- _DIRECTIONS FOR THIS TASK_
Reproduce each line from the records that holds "AssetMover".

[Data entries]
++++++++++++++++++++

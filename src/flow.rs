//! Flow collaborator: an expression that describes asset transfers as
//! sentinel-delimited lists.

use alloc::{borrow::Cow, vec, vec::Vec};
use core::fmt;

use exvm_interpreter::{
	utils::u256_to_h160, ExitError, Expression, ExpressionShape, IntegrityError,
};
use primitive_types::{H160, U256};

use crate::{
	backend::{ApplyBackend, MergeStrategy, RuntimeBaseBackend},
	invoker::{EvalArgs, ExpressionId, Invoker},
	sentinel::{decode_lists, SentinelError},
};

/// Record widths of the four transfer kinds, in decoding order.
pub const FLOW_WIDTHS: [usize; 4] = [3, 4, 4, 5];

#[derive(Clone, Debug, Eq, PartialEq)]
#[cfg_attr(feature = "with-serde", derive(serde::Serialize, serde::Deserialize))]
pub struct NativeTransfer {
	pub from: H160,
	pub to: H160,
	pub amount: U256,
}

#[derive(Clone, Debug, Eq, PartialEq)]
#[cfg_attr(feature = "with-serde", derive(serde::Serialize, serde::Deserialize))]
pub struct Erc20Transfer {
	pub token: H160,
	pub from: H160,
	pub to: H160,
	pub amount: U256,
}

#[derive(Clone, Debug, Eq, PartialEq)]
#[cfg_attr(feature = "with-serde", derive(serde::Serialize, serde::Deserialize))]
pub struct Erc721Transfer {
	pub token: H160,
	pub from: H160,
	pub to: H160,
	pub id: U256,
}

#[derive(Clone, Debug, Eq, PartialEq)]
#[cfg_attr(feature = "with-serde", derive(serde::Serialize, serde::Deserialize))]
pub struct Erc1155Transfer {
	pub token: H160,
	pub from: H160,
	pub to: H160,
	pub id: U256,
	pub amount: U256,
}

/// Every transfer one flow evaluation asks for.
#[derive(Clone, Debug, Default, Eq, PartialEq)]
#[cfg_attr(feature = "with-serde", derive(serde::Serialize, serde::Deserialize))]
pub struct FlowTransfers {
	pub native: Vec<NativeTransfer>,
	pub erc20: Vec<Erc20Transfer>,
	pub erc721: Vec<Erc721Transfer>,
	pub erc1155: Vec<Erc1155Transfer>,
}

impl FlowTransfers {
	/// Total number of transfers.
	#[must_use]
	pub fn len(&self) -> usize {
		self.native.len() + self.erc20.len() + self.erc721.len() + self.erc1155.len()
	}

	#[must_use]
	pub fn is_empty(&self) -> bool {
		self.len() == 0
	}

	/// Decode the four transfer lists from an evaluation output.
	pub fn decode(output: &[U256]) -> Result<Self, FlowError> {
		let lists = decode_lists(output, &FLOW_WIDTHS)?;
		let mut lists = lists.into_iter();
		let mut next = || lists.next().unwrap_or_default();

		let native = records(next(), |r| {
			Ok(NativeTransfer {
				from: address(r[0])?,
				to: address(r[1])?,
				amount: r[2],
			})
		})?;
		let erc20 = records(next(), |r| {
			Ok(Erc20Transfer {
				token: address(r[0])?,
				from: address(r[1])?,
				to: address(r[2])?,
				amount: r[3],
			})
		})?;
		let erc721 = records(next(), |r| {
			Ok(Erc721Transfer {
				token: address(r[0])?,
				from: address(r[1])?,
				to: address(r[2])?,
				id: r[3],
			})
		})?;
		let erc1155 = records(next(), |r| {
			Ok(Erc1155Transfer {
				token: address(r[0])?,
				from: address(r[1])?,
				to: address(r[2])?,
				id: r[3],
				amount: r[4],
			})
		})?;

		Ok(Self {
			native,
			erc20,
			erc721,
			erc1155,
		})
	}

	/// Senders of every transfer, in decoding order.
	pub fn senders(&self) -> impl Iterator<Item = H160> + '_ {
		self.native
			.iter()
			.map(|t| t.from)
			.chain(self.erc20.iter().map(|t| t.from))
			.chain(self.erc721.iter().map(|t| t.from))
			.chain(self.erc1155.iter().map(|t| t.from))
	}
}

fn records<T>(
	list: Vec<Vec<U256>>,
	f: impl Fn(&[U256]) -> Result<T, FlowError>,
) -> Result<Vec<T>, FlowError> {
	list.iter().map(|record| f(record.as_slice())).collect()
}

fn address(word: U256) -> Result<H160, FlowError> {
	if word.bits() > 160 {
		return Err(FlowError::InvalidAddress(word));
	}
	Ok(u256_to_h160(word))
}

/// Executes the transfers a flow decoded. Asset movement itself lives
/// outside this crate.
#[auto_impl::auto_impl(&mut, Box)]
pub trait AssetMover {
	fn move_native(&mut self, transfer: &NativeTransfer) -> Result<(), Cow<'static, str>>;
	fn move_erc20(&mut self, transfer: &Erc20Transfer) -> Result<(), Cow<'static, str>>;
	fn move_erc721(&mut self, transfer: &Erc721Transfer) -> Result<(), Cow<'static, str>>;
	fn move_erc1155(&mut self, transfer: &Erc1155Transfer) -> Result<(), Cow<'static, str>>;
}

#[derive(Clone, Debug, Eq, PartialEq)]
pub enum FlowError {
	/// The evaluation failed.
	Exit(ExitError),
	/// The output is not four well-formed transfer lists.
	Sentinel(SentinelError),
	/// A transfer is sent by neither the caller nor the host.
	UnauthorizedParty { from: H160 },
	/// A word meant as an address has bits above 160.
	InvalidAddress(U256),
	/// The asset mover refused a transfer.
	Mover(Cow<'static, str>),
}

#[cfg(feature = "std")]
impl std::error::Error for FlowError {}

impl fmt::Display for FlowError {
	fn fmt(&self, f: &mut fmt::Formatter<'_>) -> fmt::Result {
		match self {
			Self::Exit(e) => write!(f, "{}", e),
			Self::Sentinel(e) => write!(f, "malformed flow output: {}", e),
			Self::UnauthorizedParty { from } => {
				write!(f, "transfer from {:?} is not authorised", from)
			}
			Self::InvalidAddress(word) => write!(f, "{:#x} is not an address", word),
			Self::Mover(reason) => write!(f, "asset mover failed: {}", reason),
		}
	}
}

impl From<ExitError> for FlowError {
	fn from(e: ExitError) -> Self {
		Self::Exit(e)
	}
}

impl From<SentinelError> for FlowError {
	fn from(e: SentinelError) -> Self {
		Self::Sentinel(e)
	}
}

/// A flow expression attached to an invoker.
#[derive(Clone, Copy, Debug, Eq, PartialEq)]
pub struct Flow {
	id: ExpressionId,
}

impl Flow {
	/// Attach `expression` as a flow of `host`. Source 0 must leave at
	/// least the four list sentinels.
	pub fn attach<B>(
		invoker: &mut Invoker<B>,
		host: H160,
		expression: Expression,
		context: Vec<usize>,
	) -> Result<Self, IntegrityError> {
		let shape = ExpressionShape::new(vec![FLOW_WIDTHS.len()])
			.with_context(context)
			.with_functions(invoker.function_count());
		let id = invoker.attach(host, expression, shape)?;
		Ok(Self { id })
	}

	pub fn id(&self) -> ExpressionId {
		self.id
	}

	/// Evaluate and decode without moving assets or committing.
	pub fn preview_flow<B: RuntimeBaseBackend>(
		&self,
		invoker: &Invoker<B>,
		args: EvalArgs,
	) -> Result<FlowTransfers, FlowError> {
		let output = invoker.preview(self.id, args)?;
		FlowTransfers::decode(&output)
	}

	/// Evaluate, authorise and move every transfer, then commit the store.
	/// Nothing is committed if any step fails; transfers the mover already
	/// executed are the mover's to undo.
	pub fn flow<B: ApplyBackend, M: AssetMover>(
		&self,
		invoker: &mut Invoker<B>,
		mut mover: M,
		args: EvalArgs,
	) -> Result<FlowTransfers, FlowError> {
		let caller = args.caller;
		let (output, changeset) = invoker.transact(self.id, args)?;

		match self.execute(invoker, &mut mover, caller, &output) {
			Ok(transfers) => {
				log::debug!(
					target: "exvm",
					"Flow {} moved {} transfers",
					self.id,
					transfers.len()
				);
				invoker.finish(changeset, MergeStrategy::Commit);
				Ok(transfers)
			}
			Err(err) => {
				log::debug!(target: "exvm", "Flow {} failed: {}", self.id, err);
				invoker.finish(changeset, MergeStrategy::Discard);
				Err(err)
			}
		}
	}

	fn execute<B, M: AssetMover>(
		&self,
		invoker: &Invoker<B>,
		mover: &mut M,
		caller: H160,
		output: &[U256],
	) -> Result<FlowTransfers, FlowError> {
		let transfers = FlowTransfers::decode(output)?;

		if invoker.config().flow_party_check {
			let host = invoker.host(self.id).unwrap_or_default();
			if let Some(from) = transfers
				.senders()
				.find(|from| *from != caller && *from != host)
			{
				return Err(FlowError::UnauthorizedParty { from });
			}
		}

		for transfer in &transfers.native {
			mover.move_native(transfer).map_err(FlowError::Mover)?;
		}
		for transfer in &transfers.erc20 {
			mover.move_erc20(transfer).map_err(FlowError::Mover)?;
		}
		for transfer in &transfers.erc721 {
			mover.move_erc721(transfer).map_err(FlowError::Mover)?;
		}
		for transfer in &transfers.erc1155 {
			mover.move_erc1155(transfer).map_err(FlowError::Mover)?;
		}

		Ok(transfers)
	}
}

++++++++++++++++++++

- _COMPLETED EXERCISE_
pub trait AssetMover {
	pub fn flow<B: ApplyBackend, M: AssetMover>(
	fn execute<B, M: AssetMover>(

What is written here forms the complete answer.